Video
Kenai Fjords Fieldwork
Transcript
This is the rocky site of the nearshore benthic program. What we're doing is monitoring primarily how algal communities change over space and time. And we're also monitoring the different invertebrate species that play a critical functional role in the ecosystem, such as predatory snails that might consume mussels, or chitons that might graze down the algae, or limpets that provide an important resource for black oystercatchers and other nearshore inhabitants. So what we do at each of these sites, is that we have two transects that are laid out along contours, which have two very different biobands. And what a bioband is, is a different algal community—whether it is more like a brown, barnacle, and mussel band you see across the shoreline, or one that's more like red algaes and green algaes. The transects that we sample at each and every site are permanently established. They came out here in Kenai Fjords and Katmai—the parks were set up in 2006—so we've got almost 10 years of data now. And they are bolted with eye-bolts bolted into the rock using anchors and the transect is laid out the same way every year. And at each one, we have what are called quadrats, which are little square sampling units that we place down, and we go point by point looking at all the algae that is encountered when we put this little knitting needle down. It's kind of funny to use a knitting needle, but it allows us to sample these environments in an unbiased way. You drop the knitting needle at the cross-hairs within our quadrat, and whatever is touching that needle, we call out... Tokidadendron (Toe - kee - dah - den - drun), rock, Fucus (Few - kus), Cryptosiphonia (Krip - toe - si - phone - ee - ah), Mastocarpus (Mast - oh - kar - pus), Acrosiphonia (Ak - row - si - phone - ee – ah), rock.
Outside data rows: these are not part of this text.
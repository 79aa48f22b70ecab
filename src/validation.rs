//! Validation rules for user-supplied firmware URLs.

use std::fmt;

/// Firmware file extensions accepted by the flasher.
///
/// Different platforms use different formats: ESP32/ESP8266 ship `.bin`,
/// the RP2040 bootloader takes `.uf2`, Arduino toolchains emit `.hex`
/// and some platforms flash raw `.elf` images.
pub const ACCEPTED_EXTENSIONS: [&str; 4] = [".bin", ".uf2", ".hex", ".elf"];

/// Outcome of a single URL validation pass.
#[derive(Debug, Clone, Copy, PartialEq, Eq)]
pub enum UrlVerdict {
    Valid,
    /// Does not parse as an absolute URL at all.
    Malformed,
    /// Parses, but the scheme is not `http` or `https`.
    UnsupportedScheme,
    /// The path does not end in an accepted firmware extension.
    UnsupportedExtension,
}

impl fmt::Display for UrlVerdict {
    fn fmt(&self, f: &mut fmt::Formatter<'_>) -> fmt::Result {
        match self {
            UrlVerdict::Valid => write!(f, "valid firmware URL"),
            UrlVerdict::Malformed => write!(f, "invalid URL format"),
            UrlVerdict::UnsupportedScheme => write!(f, "only HTTP/HTTPS URLs are supported"),
            UrlVerdict::UnsupportedExtension => write!(
                f,
                "invalid firmware file, expected .bin, .uf2, .hex, or .elf"
            ),
        }
    }
}

#[derive(Debug, Clone, Copy, PartialEq, Eq)]
pub struct UrlCheck {
    pub verdict: UrlVerdict,
    /// Set when the URL validated but uses plain `http`. The transfer
    /// would be unencrypted; callers should surface an advisory, not an
    /// error.
    pub insecure_transport: bool,
}

impl UrlCheck {
    pub fn is_ok(&self) -> bool {
        self.verdict == UrlVerdict::Valid
    }

    fn rejected(verdict: UrlVerdict) -> Self {
        Self {
            verdict,
            insecure_transport: false,
        }
    }
}

/// Validates a candidate firmware URL.
///
/// Rules are applied in order and the first failure wins: the candidate
/// must look like an absolute URL, the scheme must be HTTP(S), and the
/// query-stripped path must end in one of [`ACCEPTED_EXTENSIONS`]
/// (matched case-insensitively). Pure function, no side effects; the
/// caller decides what to write into the selection state.
pub fn validate_firmware_url(candidate: &str) -> UrlCheck {
    let trimmed = candidate.trim();

    let Some((scheme, rest)) = trimmed.split_once("://") else {
        return UrlCheck::rejected(UrlVerdict::Malformed);
    };
    if scheme.is_empty() || rest.is_empty() || trimmed.contains(' ') {
        return UrlCheck::rejected(UrlVerdict::Malformed);
    }

    let scheme = scheme.to_ascii_lowercase();
    if scheme != "http" && scheme != "https" {
        return UrlCheck::rejected(UrlVerdict::UnsupportedScheme);
    }

    // Query parameters never count towards the extension check.
    let path = trimmed.split('?').next().unwrap_or(trimmed);
    let extension = match path.rfind('.') {
        Some(index) => path[index..].to_ascii_lowercase(),
        None => String::new(),
    };

    if !ACCEPTED_EXTENSIONS.contains(&extension.as_str()) {
        return UrlCheck::rejected(UrlVerdict::UnsupportedExtension);
    }

    UrlCheck {
        verdict: UrlVerdict::Valid,
        insecure_transport: scheme == "http",
    }
}
//! Selection and validation engine.
//!
//! Owns the user's in-progress choices (project, version, candidate
//! firmware URL, connection and busy flags) and exposes the transition
//! operations that keep them consistent. All operations are total; bad
//! input clears or ignores, it never panics. The engine is event-source
//! agnostic: the CLI (or any other frontend) calls these operations and
//! renders the results.

use tracing::{debug, info, warn};

use crate::catalog::Catalog;
use crate::flasher::{self, FlashError, FlashEvent, FlashHandle, FlashStage, FLASH_STAGES};
use crate::validation::{UrlCheck, validate_firmware_url};

/// The mutable core entity. Created empty, never persisted.
///
/// Invariants upheld by the engine:
/// - `selected_version` is only set when `selected_project` is set and
///   the version exists under that project;
/// - `busy` implies `connected` and a validated `candidate_url`;
/// - clearing the project clears the version and the candidate URL.
#[derive(Debug, Clone, Default, PartialEq)]
pub struct SelectionState {
    pub selected_project: Option<String>,
    pub selected_version: Option<String>,
    pub candidate_url: Option<String>,
    pub connected: bool,
    pub busy: bool,
}

/// Untrusted bootstrap input, e.g. from CLI flags or a shared link's
/// query parameters. Applied through the regular transition operations,
/// so it cannot bypass URL validation.
#[derive(Debug, Clone, Default)]
pub struct SelectionSeed {
    pub project: Option<String>,
    pub version: Option<String>,
    pub firmware: Option<String>,
}

pub struct SelectionEngine {
    catalog: Catalog,
    state: SelectionState,
}

impl SelectionEngine {
    pub fn new(catalog: Catalog) -> Self {
        Self {
            catalog,
            state: SelectionState::default(),
        }
    }

    pub fn state(&self) -> &SelectionState {
        &self.state
    }

    pub fn catalog(&self) -> &Catalog {
        &self.catalog
    }

    /// Selects a project. An empty or unknown id clears the whole
    /// selection; a known id forces a fresh version pick.
    pub fn select_project(&mut self, id: &str) {
        match self.catalog.project(id) {
            Some(project) => {
                debug!("Selected project: {}", project.display_name);
                self.state.selected_project = Some(id.to_string());
            }
            None => {
                if !id.is_empty() {
                    warn!("Unknown project id: {}", id);
                }
                self.state.selected_project = None;
            }
        }
        self.state.selected_version = None;
        self.state.candidate_url = None;
    }

    /// Selects a version under the current project. No-op without a
    /// project; unknown version ids are ignored. A version that carries
    /// a firmware URL pre-fills the candidate URL through the validator;
    /// one without leaves the candidate untouched.
    pub fn select_version(&mut self, id: &str) {
        let Some(project_id) = self.state.selected_project.clone() else {
            return;
        };
        let Some(version) = self.catalog.version(&project_id, id) else {
            if !id.is_empty() {
                warn!("Unknown version {} for project {}", id, project_id);
            }
            return;
        };

        debug!("Selected version: {} - {}", version.display_name, version.description);
        let firmware_url = version.firmware_url.clone();
        self.state.selected_version = Some(id.to_string());

        if let Some(url) = firmware_url {
            self.set_candidate_url(&url);
        }
    }

    /// Validates `text` and stores it as the candidate URL on success.
    /// Empty input clears the candidate and returns `None`; otherwise
    /// the validation outcome is returned for the caller to render.
    pub fn set_candidate_url(&mut self, text: &str) -> Option<UrlCheck> {
        let text = text.trim();
        if text.is_empty() {
            self.state.candidate_url = None;
            return None;
        }

        let check = validate_firmware_url(text);
        if check.is_ok() {
            if check.insecure_transport {
                warn!("Using unencrypted HTTP connection, HTTPS is recommended");
            }
            info!("Firmware URL validated: {}", text);
            self.state.candidate_url = Some(text.to_string());
        } else {
            warn!("Rejected firmware URL ({}): {}", check.verdict, text);
            self.state.candidate_url = None;
        }
        Some(check)
    }

    /// Records the connection flag maintained by the device link.
    /// Dropping the connection also drops `busy`: a flash cannot
    /// continue without a device.
    pub fn set_connected(&mut self, connected: bool) {
        self.state.connected = connected;
        if !connected {
            self.state.busy = false;
        }
    }

    /// A connection attempt is only offered once a firmware URL has
    /// validated. This mirrors the showcase page's behavior; see
    /// DESIGN.md for why it is kept.
    pub fn can_connect(&self) -> bool {
        self.state.candidate_url.is_some()
    }

    pub fn can_flash(&self) -> bool {
        self.state.candidate_url.is_some() && self.state.connected && !self.state.busy
    }

    /// Starts the simulated flash sequence.
    pub fn start_flash(&mut self) -> Result<FlashHandle, FlashError> {
        self.start_flash_with(FLASH_STAGES)
    }

    /// Starts a flash sequence over a caller-provided stage table. Fails
    /// without touching state when the enablement rules say no.
    pub fn start_flash_with(
        &mut self,
        stages: &'static [FlashStage],
    ) -> Result<FlashHandle, FlashError> {
        if !self.can_flash() {
            warn!("Flash start rejected, preconditions not met");
            return Err(FlashError::PreconditionFailed);
        }

        info!("Starting firmware flash process");
        self.state.busy = true;
        Ok(flasher::start(stages))
    }

    /// Folds a runner event back into the selection state. Terminal
    /// events clear `busy`; progress events are for display only.
    pub fn apply_flash_event(&mut self, event: &FlashEvent) {
        if event.is_terminal() {
            self.state.busy = false;
        }
        match event {
            FlashEvent::Progress { label, percent, .. } => {
                debug!("{} ({}%)", label, percent);
            }
            FlashEvent::Completed => info!("Firmware flashed successfully"),
            FlashEvent::Cancelled => warn!("Flashing cancelled by user"),
            FlashEvent::Failed(error) => warn!("Flashing failed: {}", error),
        }
    }

    /// Applies bootstrap input in project → version → firmware order so
    /// an explicit firmware URL wins over a version's pre-filled one.
    pub fn apply_seed(&mut self, seed: &SelectionSeed) {
        if let Some(project) = &seed.project {
            self.select_project(project);
        }
        if let Some(version) = &seed.version {
            self.select_version(version);
        }
        if let Some(firmware) = &seed.firmware {
            self.set_candidate_url(firmware);
        }
    }
}

#[cfg(test)]
mod tests {
    use super::*;
    use crate::validation::UrlVerdict;
    use std::time::Duration;

    fn engine() -> SelectionEngine {
        SelectionEngine::new(Catalog::builtin().clone())
    }

    const SHORT_STAGES: &[FlashStage] = &[
        FlashStage {
            progress_percent: 50,
            label: "Writing firmware...",
            nominal_duration: Duration::from_millis(5),
        },
        FlashStage {
            progress_percent: 100,
            label: "Complete!",
            nominal_duration: Duration::from_millis(5),
        },
    ];

    #[test]
    fn test_unknown_project_clears_selection() {
        let mut engine = engine();
        engine.select_project("esp32");
        engine.select_version("v2.0.14");
        engine.set_candidate_url("https://example.com/fw.bin");

        engine.select_project("unknown-id");
        assert_eq!(engine.state(), &SelectionState::default());
    }

    #[test]
    fn test_selecting_project_forces_fresh_version_pick() {
        let mut engine = engine();
        engine.select_project("rpi-pico");
        engine.select_version("latest");
        assert!(engine.state().candidate_url.is_some());

        engine.select_project("esp32");
        assert_eq!(engine.state().selected_project.as_deref(), Some("esp32"));
        assert!(engine.state().selected_version.is_none());
        assert!(engine.state().candidate_url.is_none());
    }

    #[test]
    fn test_select_version_without_project_is_a_no_op() {
        let mut engine = engine();
        engine.select_version("latest");
        assert_eq!(engine.state(), &SelectionState::default());
    }

    #[test]
    fn test_version_with_url_prefills_candidate() {
        let mut engine = engine();
        engine.select_project("rpi-pico");
        engine.select_version("latest");

        let url = engine.state().candidate_url.as_deref().unwrap();
        assert!(url.ends_with("rp2-pico-latest.uf2"));
        assert!(engine.can_connect());
    }

    #[test]
    fn test_version_without_url_keeps_candidate_untouched() {
        let mut engine = engine();
        engine.select_project("esp32");
        engine.set_candidate_url("https://example.com/custom.bin");

        engine.select_version("v2.0.14");
        assert_eq!(
            engine.state().candidate_url.as_deref(),
            Some("https://example.com/custom.bin")
        );
        assert_eq!(engine.state().selected_version.as_deref(), Some("v2.0.14"));
    }

    #[test]
    fn test_unknown_version_is_ignored() {
        let mut engine = engine();
        engine.select_project("esp32");
        engine.select_version("v99.99.99");
        assert!(engine.state().selected_version.is_none());
    }

    #[test]
    fn test_rejected_url_clears_candidate() {
        let mut engine = engine();
        engine.set_candidate_url("https://example.com/fw.bin");
        assert!(engine.can_connect());

        let check = engine.set_candidate_url("https://example.com/fw.zip").unwrap();
        assert_eq!(check.verdict, UrlVerdict::UnsupportedExtension);
        assert!(engine.state().candidate_url.is_none());
        assert!(!engine.can_connect());
    }

    #[test]
    fn test_empty_url_clears_candidate() {
        let mut engine = engine();
        engine.set_candidate_url("https://example.com/fw.bin");
        assert!(engine.set_candidate_url("").is_none());
        assert!(engine.state().candidate_url.is_none());
    }

    #[test]
    fn test_can_flash_requires_connection() {
        let mut engine = engine();
        engine.set_candidate_url("https://example.com/fw.bin");
        assert!(!engine.can_flash());

        engine.set_connected(true);
        assert!(engine.can_flash());
    }

    #[test]
    fn test_disconnect_forces_busy_off_and_is_idempotent() {
        let mut engine = engine();
        engine.set_candidate_url("https://example.com/fw.bin");
        engine.set_connected(true);
        engine.state.busy = true;

        engine.set_connected(false);
        let after_once = engine.state().clone();
        assert!(!after_once.busy);
        assert!(!after_once.connected);

        engine.set_connected(false);
        assert_eq!(engine.state(), &after_once);
    }

    #[test]
    fn test_seed_goes_through_validation() {
        let mut engine = engine();
        engine.apply_seed(&SelectionSeed {
            project: Some("esp32".to_string()),
            version: Some("v2.0.14".to_string()),
            firmware: Some("https://evil.example/payload.exe".to_string()),
        });

        assert_eq!(engine.state().selected_project.as_deref(), Some("esp32"));
        assert_eq!(engine.state().selected_version.as_deref(), Some("v2.0.14"));
        // Bad firmware parameter must not slip past the validator.
        assert!(engine.state().candidate_url.is_none());
    }

    #[test]
    fn test_seed_firmware_overrides_version_prefill() {
        let mut engine = engine();
        engine.apply_seed(&SelectionSeed {
            project: Some("rpi-pico".to_string()),
            version: Some("latest".to_string()),
            firmware: Some("https://example.com/custom.uf2".to_string()),
        });
        assert_eq!(
            engine.state().candidate_url.as_deref(),
            Some("https://example.com/custom.uf2")
        );
    }

    #[tokio::test]
    async fn test_start_flash_rejected_without_preconditions() {
        let mut engine = engine();
        let before = engine.state().clone();

        let result = engine.start_flash();
        assert!(matches!(result, Err(FlashError::PreconditionFailed)));
        assert_eq!(engine.state(), &before);
    }

    #[tokio::test]
    async fn test_start_flash_rejected_while_busy() {
        let mut engine = engine();
        engine.set_candidate_url("https://example.com/fw.bin");
        engine.set_connected(true);

        let _handle = engine.start_flash_with(SHORT_STAGES).unwrap();
        assert!(engine.state().busy);
        assert!(matches!(
            engine.start_flash_with(SHORT_STAGES),
            Err(FlashError::PreconditionFailed)
        ));
    }

    #[tokio::test]
    async fn test_full_flash_run_clears_busy() {
        let mut engine = engine();
        engine.set_candidate_url("https://example.com/fw.bin");
        engine.set_connected(true);

        let mut handle = engine.start_flash_with(SHORT_STAGES).unwrap();
        assert!(engine.state().busy);

        let mut progress_events = 0;
        while let Some(event) = handle.next_event().await {
            engine.apply_flash_event(&event);
            match event {
                FlashEvent::Progress { .. } => progress_events += 1,
                FlashEvent::Completed => break,
                other => panic!("unexpected event: {:?}", other),
            }
        }

        assert_eq!(progress_events, SHORT_STAGES.len());
        assert!(!engine.state().busy);
        assert!(engine.can_flash());
    }

    #[tokio::test]
    async fn test_cancelled_flash_clears_busy() {
        let mut engine = engine();
        engine.set_candidate_url("https://example.com/fw.bin");
        engine.set_connected(true);

        let mut handle = engine.start_flash_with(SHORT_STAGES).unwrap();
        handle.cancel();

        while let Some(event) = handle.next_event().await {
            engine.apply_flash_event(&event);
            if event.is_terminal() {
                assert_eq!(event, FlashEvent::Cancelled);
            }
        }
        assert!(!engine.state().busy);
    }
}
use std::sync::Arc;
use std::sync::atomic::{AtomicBool, Ordering};

/// A simple cancel token for aborting a running flash sequence.
///
/// Cancellation is cooperative: the runner checks the token between
/// stages, never in the middle of one.
#[derive(Debug, Clone, Default)]
pub struct CancelToken {
    cancelled: Arc<AtomicBool>,
}

impl CancelToken {
    pub fn new() -> Self {
        Self {
            cancelled: Arc::new(AtomicBool::new(false)),
        }
    }

    pub fn cancel(&self) {
        self.cancelled.store(true, Ordering::SeqCst);
    }

    pub fn is_cancelled(&self) -> bool {
        self.cancelled.load(Ordering::SeqCst)
    }
}

/// Device metadata reported by a device link after a successful
/// connection handshake.
///
/// The stub link fills this with placeholder values; a real serial
/// implementation would read the chip id, MAC and flash size from the
/// bootloader instead.
#[derive(Debug, Clone, PartialEq, Eq)]
pub struct DeviceInfo {
    pub chip_type: String,
    pub mac_address: String,
    pub flash_size: String,
}
use variant::{match_variant, Variant};

fn main() {
    let v: Variant![i32, String] = Variant::new(1);
    let _: usize = match_variant!(v.as_ref() {
        n: &i32 => *n as usize,
        _ if true => 0,
    });
    drop(v);
}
I'm looking for mussels. You can see they are really well-camouflauged on this beach. Sort of hidden in here. So I'm looking up the beach until I don't find anymore mussels. I have to have more than a meter gap without any mussels. And it doesn't have to be exactly on my transect line. I'm sort of looking up this swath. So then once I don't see any more mussels, I'll go back to the last mussel I did see, and that will be the top of this sampling transect. And one of the things this beach has, it has an awful lot of these mussel shells—you can see these little holes in them. I don't know the best way to show that. And that's from snails, and they come and they drill this little hole, and then poke through and it detaches the mussel. And then they can open that shell and eat out the mussel. So a lot of these shells in place have been eaten out by snails or oystercatchers.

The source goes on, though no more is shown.